■ WHAT IS NEEDED ■
Go through the lines below and copy any that hold the string "over".

——————————

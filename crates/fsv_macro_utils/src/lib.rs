//! Helpers shared by the workspace's proc-macro crates.

// -----------------------------------------------------------------------------
// Modules

mod manifest;

// -----------------------------------------------------------------------------
// Exports

pub use manifest::Manifest;
use crate::Reflect;

// -----------------------------------------------------------------------------
// Array

/// A fixed-size sequence, `[T; N]`.
pub trait Array: Reflect {
    fn get(&self, index: usize) -> Option<&dyn Reflect>;

    fn get_mut(&mut self, index: usize) -> Option<&mut dyn Reflect>;

    /// The `N` of `[T; N]`.
    fn len(&self) -> usize;

    #[inline]
    fn is_empty(&self) -> bool {
        self.len() == 0
    }

    /// Iterates over the elements in order.
    #[inline]
    fn iter(&self) -> ArrayItemIter<'_> {
        ArrayItemIter {
            array: self.as_array(),
            index: 0,
        }
    }

    /// Casts to `&dyn Array`.
    fn as_array(&self) -> &dyn Array;
}

// -----------------------------------------------------------------------------
// ArrayItemIter

/// Iterator over the elements of an [`Array`].
pub struct ArrayItemIter<'a> {
    array: &'a dyn Array,
    index: usize,
}

impl<'a> Iterator for ArrayItemIter<'a> {
    type Item = &'a dyn Reflect;

    #[inline]
    fn next(&mut self) -> Option<Self::Item> {
        let value = self.array.get(self.index)?;
        self.index += 1;
        Some(value)
    }

    #[inline]
    fn size_hint(&self) -> (usize, Option<usize>) {
        let size = self.array.len().saturating_sub(self.index);
        (size, Some(size))
    }
}

impl ExactSizeIterator for ArrayItemIter<'_> {}
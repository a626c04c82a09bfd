use crate::info::{Type, TypePath, impl_type_fn};

/// Static information of a type without reflected inner structure.
///
/// Primitives, `String` and host handles are opaque. A serializer needs a
/// dedicated strategy for each opaque type it accepts.
#[derive(Clone, Debug)]
pub struct OpaqueInfo {
    ty: Type,
}

impl OpaqueInfo {
    impl_type_fn!(ty);

    #[inline]
    pub const fn new<T: TypePath + ?Sized>() -> Self {
        Self { ty: Type::of::<T>() }
    }
}
use core::cell::{BorrowError, BorrowMutError, Ref, RefCell, RefMut};
use core::fmt;
use std::any::Any;
use std::rc::Rc;

use crate::Reflect;
use crate::info::{TypeInfo, TypePath, Typed};

// -----------------------------------------------------------------------------
// Shared

/// A shared, mutable reference handle with identity.
///
/// `Shared<T>` is how reflected data models reference-type fields: cloning
/// the handle shares the value, so graphs with shared nodes and cycles can
/// be expressed. Two handles are the same object when
/// [`Shared::ptr_eq`] holds, and serializers preserve exactly that
/// identity.
///
/// `Shared<dyn Reflect>` is the polymorphic form: the field declares no
/// concrete type and the value can be any reflected type.
///
/// # Examples
///
/// ```
/// use fsv_reflect::Reflect;
/// use fsv_reflect::ops::Shared;
///
/// let a = Shared::new(5_i32);
/// let b = a.clone();
/// *b.borrow_mut() += 1;
/// assert_eq!(*a.borrow(), 6);
/// assert!(Shared::ptr_eq(&a, &b));
///
/// let any: Shared<dyn Reflect> = a.clone().into_dyn();
/// assert!(any.borrow().is::<i32>());
/// assert_eq!(any.addr(), a.addr());
/// ```
pub struct Shared<T: ?Sized + 'static>(Rc<RefCell<T>>);

impl<T> Shared<T> {
    #[inline]
    pub fn new(value: T) -> Self {
        Self(Rc::new(RefCell::new(value)))
    }
}

impl<T: Reflect> Shared<T> {
    /// Converts into the polymorphic handle, keeping identity.
    #[inline]
    pub fn into_dyn(self) -> Shared<dyn Reflect> {
        Shared(self.0)
    }
}

impl<T: ?Sized + 'static> Shared<T> {
    #[inline]
    pub fn from_rc(rc: Rc<RefCell<T>>) -> Self {
        Self(rc)
    }

    #[inline]
    pub fn as_rc(&self) -> &Rc<RefCell<T>> {
        &self.0
    }

    /// Borrows the value, panicking if it is mutably borrowed.
    #[inline]
    pub fn borrow(&self) -> Ref<'_, T> {
        self.0.borrow()
    }

    /// Borrows the value mutably, panicking if it is borrowed.
    #[inline]
    pub fn borrow_mut(&self) -> RefMut<'_, T> {
        self.0.borrow_mut()
    }

    #[inline]
    pub fn try_borrow(&self) -> Result<Ref<'_, T>, BorrowError> {
        self.0.try_borrow()
    }

    #[inline]
    pub fn try_borrow_mut(&self) -> Result<RefMut<'_, T>, BorrowMutError> {
        self.0.try_borrow_mut()
    }

    /// Returns `true` if both handles point at the same object.
    #[inline]
    pub fn ptr_eq(this: &Self, other: &Self) -> bool {
        this.addr() == other.addr()
    }

    /// The address of the shared object, its identity.
    ///
    /// Equal for every handle of the same object, whatever the declared
    /// pointee type of the handle.
    #[inline]
    pub fn addr(&self) -> usize {
        Rc::as_ptr(&self.0) as *const () as usize
    }

    #[inline]
    pub fn strong_count(&self) -> usize {
        Rc::strong_count(&self.0)
    }
}

impl<T: ?Sized + 'static> Clone for Shared<T> {
    #[inline]
    fn clone(&self) -> Self {
        Self(Rc::clone(&self.0))
    }
}

impl<T: Default> Default for Shared<T> {
    #[inline]
    fn default() -> Self {
        Self::new(T::default())
    }
}

/// Points at a fresh `()`, a placeholder replaced when decoding.
impl Default for Shared<dyn Reflect> {
    #[inline]
    fn default() -> Self {
        Shared::new(()).into_dyn()
    }
}

/// Prints the address only, graphs may be cyclic.
impl<T: ?Sized + 'static> fmt::Debug for Shared<T> {
    fn fmt(&self, f: &mut fmt::Formatter<'_>) -> fmt::Result {
        write!(f, "Shared({:#x})", self.addr())
    }
}

// -----------------------------------------------------------------------------
// ErasedShared

/// A type-erased shared object, convertible back into a [`Shared`] of any
/// matching declared type.
///
/// Decoders keep these in their reference tables: the same object may be
/// referenced by a `Shared<Node>` field and by a `Shared<dyn Reflect>` field.
#[derive(Clone)]
pub struct ErasedShared {
    any: Rc<dyn Any>,
    value: Rc<RefCell<dyn Reflect>>,
    type_path: &'static str,
}

impl ErasedShared {
    #[inline]
    pub fn new<T: Reflect>(value: T) -> Self {
        Self::from_shared(Shared::new(value))
    }

    pub fn from_shared<T: Reflect>(shared: Shared<T>) -> Self {
        let type_path = shared.borrow().reflect_type_path();
        let any: Rc<dyn Any> = shared.0.clone();
        Self {
            any,
            value: shared.0,
            type_path,
        }
    }

    /// Same as [`Shared::addr`].
    #[inline]
    pub fn addr(&self) -> usize {
        Rc::as_ptr(&self.value) as *const () as usize
    }

    /// Type path of the runtime type.
    #[inline]
    pub fn type_path(&self) -> &'static str {
        self.type_path
    }

    #[inline]
    pub fn value(&self) -> &RefCell<dyn Reflect> {
        &self.value
    }

    #[inline]
    pub fn to_dyn(&self) -> Shared<dyn Reflect> {
        Shared(self.value.clone())
    }

    /// Returns a typed handle if the runtime type is `T`.
    #[inline]
    pub fn downcast<T: Reflect>(&self) -> Option<Shared<T>> {
        self.any.clone().downcast::<RefCell<T>>().ok().map(Shared)
    }
}

impl fmt::Debug for ErasedShared {
    fn fmt(&self, f: &mut fmt::Formatter<'_>) -> fmt::Result {
        write!(f, "ErasedShared({}, {:#x})", self.type_path, self.addr())
    }
}

// -----------------------------------------------------------------------------
// SharedPointee

/// A type that can be the pointee of a reflected [`Shared`].
///
/// Implemented for every defaultable reflected type, and for `dyn Reflect`.
pub trait SharedPointee: TypePath {
    /// Info of the pointee, `None` for the polymorphic `dyn Reflect`.
    fn pointee_info() -> Option<fn() -> &'static TypeInfo>;

    fn as_dyn(&self) -> &(dyn Reflect + 'static);

    /// A new default object of the pointee type, `None` if polymorphic.
    fn new_erased() -> Option<ErasedShared>;

    /// Views `handle` as this pointee type, `None` on a type mismatch.
    fn from_erased(handle: &ErasedShared) -> Option<Rc<RefCell<Self>>>;
}

impl<T: Reflect + Typed + Default> SharedPointee for T {
    #[inline]
    fn pointee_info() -> Option<fn() -> &'static TypeInfo> {
        Some(T::type_info)
    }

    #[inline]
    fn as_dyn(&self) -> &(dyn Reflect + 'static) {
        self
    }

    #[inline]
    fn new_erased() -> Option<ErasedShared> {
        Some(ErasedShared::new(T::default()))
    }

    #[inline]
    fn from_erased(handle: &ErasedShared) -> Option<Rc<RefCell<Self>>> {
        handle.any.clone().downcast::<RefCell<T>>().ok()
    }
}

impl SharedPointee for dyn Reflect {
    #[inline]
    fn pointee_info() -> Option<fn() -> &'static TypeInfo> {
        None
    }

    #[inline]
    fn as_dyn(&self) -> &(dyn Reflect + 'static) {
        self
    }

    #[inline]
    fn new_erased() -> Option<ErasedShared> {
        None
    }

    #[inline]
    fn from_erased(handle: &ErasedShared) -> Option<Rc<RefCell<Self>>> {
        Some(handle.value.clone())
    }
}

// -----------------------------------------------------------------------------
// SharedRef

/// Object-safe access to a reflected [`Shared`] handle.
pub trait SharedRef: Reflect {
    /// See [`Shared::addr`].
    fn addr(&self) -> usize;

    /// Borrows the runtime value.
    fn try_borrow_value(&self) -> Result<Ref<'_, dyn Reflect>, BorrowError>;

    /// A new default object of the declared pointee type, `None` if the
    /// pointee is polymorphic.
    fn new_erased(&self) -> Option<ErasedShared>;

    /// Re-points this handle at `handle`.
    ///
    /// Returns `false`, leaving the handle untouched, if the object is not of
    /// the declared pointee type.
    fn assign(&mut self, handle: &ErasedShared) -> bool;
}

impl<T: SharedPointee + ?Sized> SharedRef for Shared<T> {
    #[inline]
    fn addr(&self) -> usize {
        Shared::addr(self)
    }

    fn try_borrow_value(&self) -> Result<Ref<'_, dyn Reflect>, BorrowError> {
        self.0.try_borrow().map(|value| Ref::map(value, T::as_dyn))
    }

    #[inline]
    fn new_erased(&self) -> Option<ErasedShared> {
        T::new_erased()
    }

    fn assign(&mut self, handle: &ErasedShared) -> bool {
        match T::from_erased(handle) {
            Some(rc) => {
                self.0 = rc;
                true
            }
            None => false,
        }
    }
}

#[cfg(test)]
mod tests {
    use super::{ErasedShared, Shared, SharedRef};
    use crate::Reflect;

    #[test]
    fn erased_views_share_identity() {
        let erased = ErasedShared::new(3_u16);
        assert_eq!(erased.type_path(), "u16");

        let typed = erased.downcast::<u16>().unwrap();
        let any = erased.to_dyn();
        assert_eq!(typed.addr(), erased.addr());
        assert_eq!(any.addr(), erased.addr());
        assert!(erased.downcast::<u32>().is_none());

        *typed.borrow_mut() = 9;
        assert_eq!(any.borrow().downcast_ref::<u16>(), Some(&9));
    }

    #[test]
    fn assign_checks_pointee_type() {
        let mut typed: Shared<u16> = Shared::default();
        let mut any: Shared<dyn Reflect> = Shared::default();

        let wrong = ErasedShared::new(String::from("x"));
        assert!(!typed.assign(&wrong));
        assert!(any.assign(&wrong));
        assert_eq!(any.addr(), wrong.addr());

        let right = ErasedShared::new(1_u16);
        assert!(typed.assign(&right));
        assert_eq!(*typed.borrow(), 1);
    }

    #[test]
    fn borrow_value_fails_while_mutably_borrowed() {
        let shared = Shared::new(1_i64);
        let _guard = shared.borrow_mut();
        assert!(SharedRef::try_borrow_value(&shared).is_err());
    }
}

——————————

■ WRITTEN ANSWER ■
    /// Iterates over the elements in order.
/// Iterator over the elements of an [`Array`].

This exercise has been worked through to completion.